## RECORDS FOR THE TASK

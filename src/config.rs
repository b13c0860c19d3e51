//! Configuration System
//!
//! Layered configuration for import runs: merge-policy defaults, the global
//! user file, project files and `SCHEMAFORGE__` environment overrides.

use crate::logging::LoggingConfig;
use serde::{Deserialize, Serialize};
use std::path::{Path, PathBuf};

mod facade;
mod merge;
mod sources;

pub use facade::ConfigLoader;

/// Root configuration structure
#[derive(Debug, Clone, PartialEq, Eq, Serialize, Deserialize)]
pub struct ImportConfig {
    /// Carried into generated RPC headers
    pub project_name: String,

    #[serde(default)]
    pub state: StateConfig,

    #[serde(default)]
    pub generation: GenerationConfig,

    #[serde(default)]
    pub logging: LoggingConfig,
}

#[derive(Debug, Clone, PartialEq, Eq, Serialize, Deserialize)]
pub struct StateConfig {
    /// Import state file; relative paths resolve against the project root
    #[serde(default = "default_state_path")]
    pub path: PathBuf,
}

fn default_state_path() -> PathBuf {
    PathBuf::from(".schemaforge/import_state.json")
}

impl Default for StateConfig {
    fn default() -> Self {
        Self {
            path: default_state_path(),
        }
    }
}

#[derive(Debug, Clone, PartialEq, Eq, Serialize, Deserialize)]
pub struct GenerationConfig {
    /// Capacity of the decision channel between trackers and the reconciler
    #[serde(default = "default_decision_buffer")]
    pub decision_buffer: usize,

    /// Root of generated sources, relative to the project
    #[serde(default = "default_output_dir")]
    pub output_dir: PathBuf,
}

fn default_decision_buffer() -> usize {
    64
}

fn default_output_dir() -> PathBuf {
    PathBuf::from("internal")
}

impl Default for GenerationConfig {
    fn default() -> Self {
        Self {
            decision_buffer: default_decision_buffer(),
            output_dir: default_output_dir(),
        }
    }
}

impl ImportConfig {
    pub fn new(project_name: impl Into<String>) -> Self {
        Self {
            project_name: project_name.into(),
            state: StateConfig::default(),
            generation: GenerationConfig::default(),
            logging: LoggingConfig::default(),
        }
    }

    /// Collects every violation instead of stopping at the first.
    pub fn validate(&self) -> Result<(), Vec<ValidationError>> {
        let mut errors = Vec::new();

        if self.project_name.trim().is_empty() {
            errors.push(ValidationError::Project(
                "project_name cannot be empty".to_string(),
            ));
        }
        if self.state.path.as_os_str().is_empty() {
            errors.push(ValidationError::State("state path cannot be empty".to_string()));
        }
        if self.generation.decision_buffer == 0 {
            errors.push(ValidationError::Generation(
                "decision_buffer must be at least 1".to_string(),
            ));
        }
        if self.generation.output_dir.as_os_str().is_empty() {
            errors.push(ValidationError::Generation(
                "output_dir cannot be empty".to_string(),
            ));
        }

        if errors.is_empty() {
            Ok(())
        } else {
            Err(errors)
        }
    }

    pub fn state_path(&self, project_root: &Path) -> PathBuf {
        if self.state.path.is_absolute() {
            self.state.path.clone()
        } else {
            project_root.join(&self.state.path)
        }
    }
}

/// Configuration validation errors
#[derive(Debug, Clone, PartialEq, Eq)]
pub enum ValidationError {
    Project(String),
    State(String),
    Generation(String),
}

impl std::fmt::Display for ValidationError {
    fn fmt(&self, f: &mut std::fmt::Formatter<'_>) -> std::fmt::Result {
        match self {
            ValidationError::Project(msg) => write!(f, "Project: {}", msg),
            ValidationError::State(msg) => write!(f, "State: {}", msg),
            ValidationError::Generation(msg) => write!(f, "Generation: {}", msg),
        }
    }
}

impl std::error::Error for ValidationError {}
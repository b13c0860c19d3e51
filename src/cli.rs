//! CLI domain: parse, route, output, and presentation only.
//! No domain orchestration; single route table dispatches to domain services.

mod output;
mod parse;
mod presentation;
mod route;

pub use output::map_error;
pub use parse::{Cli, Commands};
pub use presentation::{
    format_generate_summary, format_relations_json, format_relations_text, format_state_json,
    format_state_text, GenerateSummary,
};
pub use route::RunContext;
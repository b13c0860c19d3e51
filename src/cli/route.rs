//! CLI route: single route table and run context. Dispatches to domain services and presentation.

use crate::cli::parse::Commands;
use crate::cli::presentation::{
    format_generate_summary, format_relations_json, format_relations_text, format_state_json,
    format_state_text, GenerateSummary,
};
use crate::config::{ConfigLoader, ImportConfig};
use crate::error::ApiError;
use crate::orchestrator::{generate_resources, preview_resources};
use crate::relation::{build_relation_map, table_map};
use crate::resource::Resource;
use crate::state::{FileStateStore, ImportStateHandle, MemoryStateStore, StateStore};
use std::path::{Path, PathBuf};
use std::sync::Arc;
use tracing::info;

/// Runtime context for CLI execution: project root and its loaded configuration.
pub struct RunContext {
    project_root: PathBuf,
    config: ImportConfig,
}

impl RunContext {
    /// Explicit config file wins over layered loading.
    pub fn new(project_root: PathBuf, config_path: Option<PathBuf>) -> Result<Self, ApiError> {
        let config = match config_path {
            Some(path) => ConfigLoader::load_from_file(&path)?,
            None => ConfigLoader::load(&project_root)?,
        };
        Ok(Self::with_config(project_root, config))
    }

    pub fn with_config(project_root: PathBuf, config: ImportConfig) -> Self {
        Self {
            project_root,
            config,
        }
    }

    pub fn config(&self) -> &ImportConfig {
        &self.config
    }

    /// Execute a CLI command via the single route table.
    pub fn execute(&self, command: &Commands) -> Result<String, ApiError> {
        match command {
            Commands::Generate { resources, dry_run } => self.handle_generate(resources, *dry_run),
            Commands::State { format } => self.handle_state(format),
            Commands::Relations { resources, format } => self.handle_relations(resources, format),
        }
    }

    fn handle_generate(&self, resources: &Path, dry_run: bool) -> Result<String, ApiError> {
        let resource = Resource::load_from_file(resources)?;
        let state_path = self.config.state_path(&self.project_root);

        let file_store = Arc::new(FileStateStore::new(&state_path));
        let store: Arc<dyn StateStore> = if dry_run {
            Arc::new(MemoryStateStore::new(file_store.load()?))
        } else {
            file_store
        };
        let handle = ImportStateHandle::load(Arc::clone(&store))?;

        let mut summary = GenerateSummary::from_resource(&resource);
        summary.project_name = self.config.project_name.clone();
        summary.output_dir = self.project_root.join(&self.config.generation.output_dir);

        let rt = tokio::runtime::Runtime::new()
            .map_err(|e| ApiError::ConfigError(format!("Failed to create runtime: {}", e)))?;
        rt.block_on(async {
            if dry_run {
                preview_resources(&self.config, handle, &self.project_root, resource).await
            } else {
                generate_resources(&self.config, handle, &self.project_root, resource).await
            }
        })?;

        summary.state_entries = store.load()?.len();
        if !dry_run {
            summary.state_path = Some(state_path);
        }
        info!(
            project = %summary.project_name,
            dry_run,
            entries = summary.state_entries,
            "Generate command finished"
        );
        Ok(format_generate_summary(&summary))
    }

    fn handle_state(&self, format: &str) -> Result<String, ApiError> {
        let state = FileStateStore::new(self.config.state_path(&self.project_root)).load()?;
        match format {
            "json" => format_state_json(&state),
            "text" => Ok(format_state_text(&state)),
            other => Err(unknown_format(other)),
        }
    }

    fn handle_relations(&self, resources: &Path, format: &str) -> Result<String, ApiError> {
        let resource = Resource::load_from_file(resources)?;
        let relations = build_relation_map(&table_map(&resource.tables));
        match format {
            "json" => format_relations_json(&relations),
            "text" => Ok(format_relations_text(&relations)),
            other => Err(unknown_format(other)),
        }
    }
}

fn unknown_format(format: &str) -> ApiError {
    ApiError::ConfigError(format!(
        "Unknown output format '{}' (expected 'text' or 'json')",
        format
    ))
}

## PROBLEM DESCRIPTION
Among the records above, find each line holding the string "cannot" and pull it out.

## SOLUTION BELOW
                "project_name cannot be empty".to_string(),
            errors.push(ValidationError::State("state path cannot be empty".to_string()));
                "output_dir cannot be empty".to_string(),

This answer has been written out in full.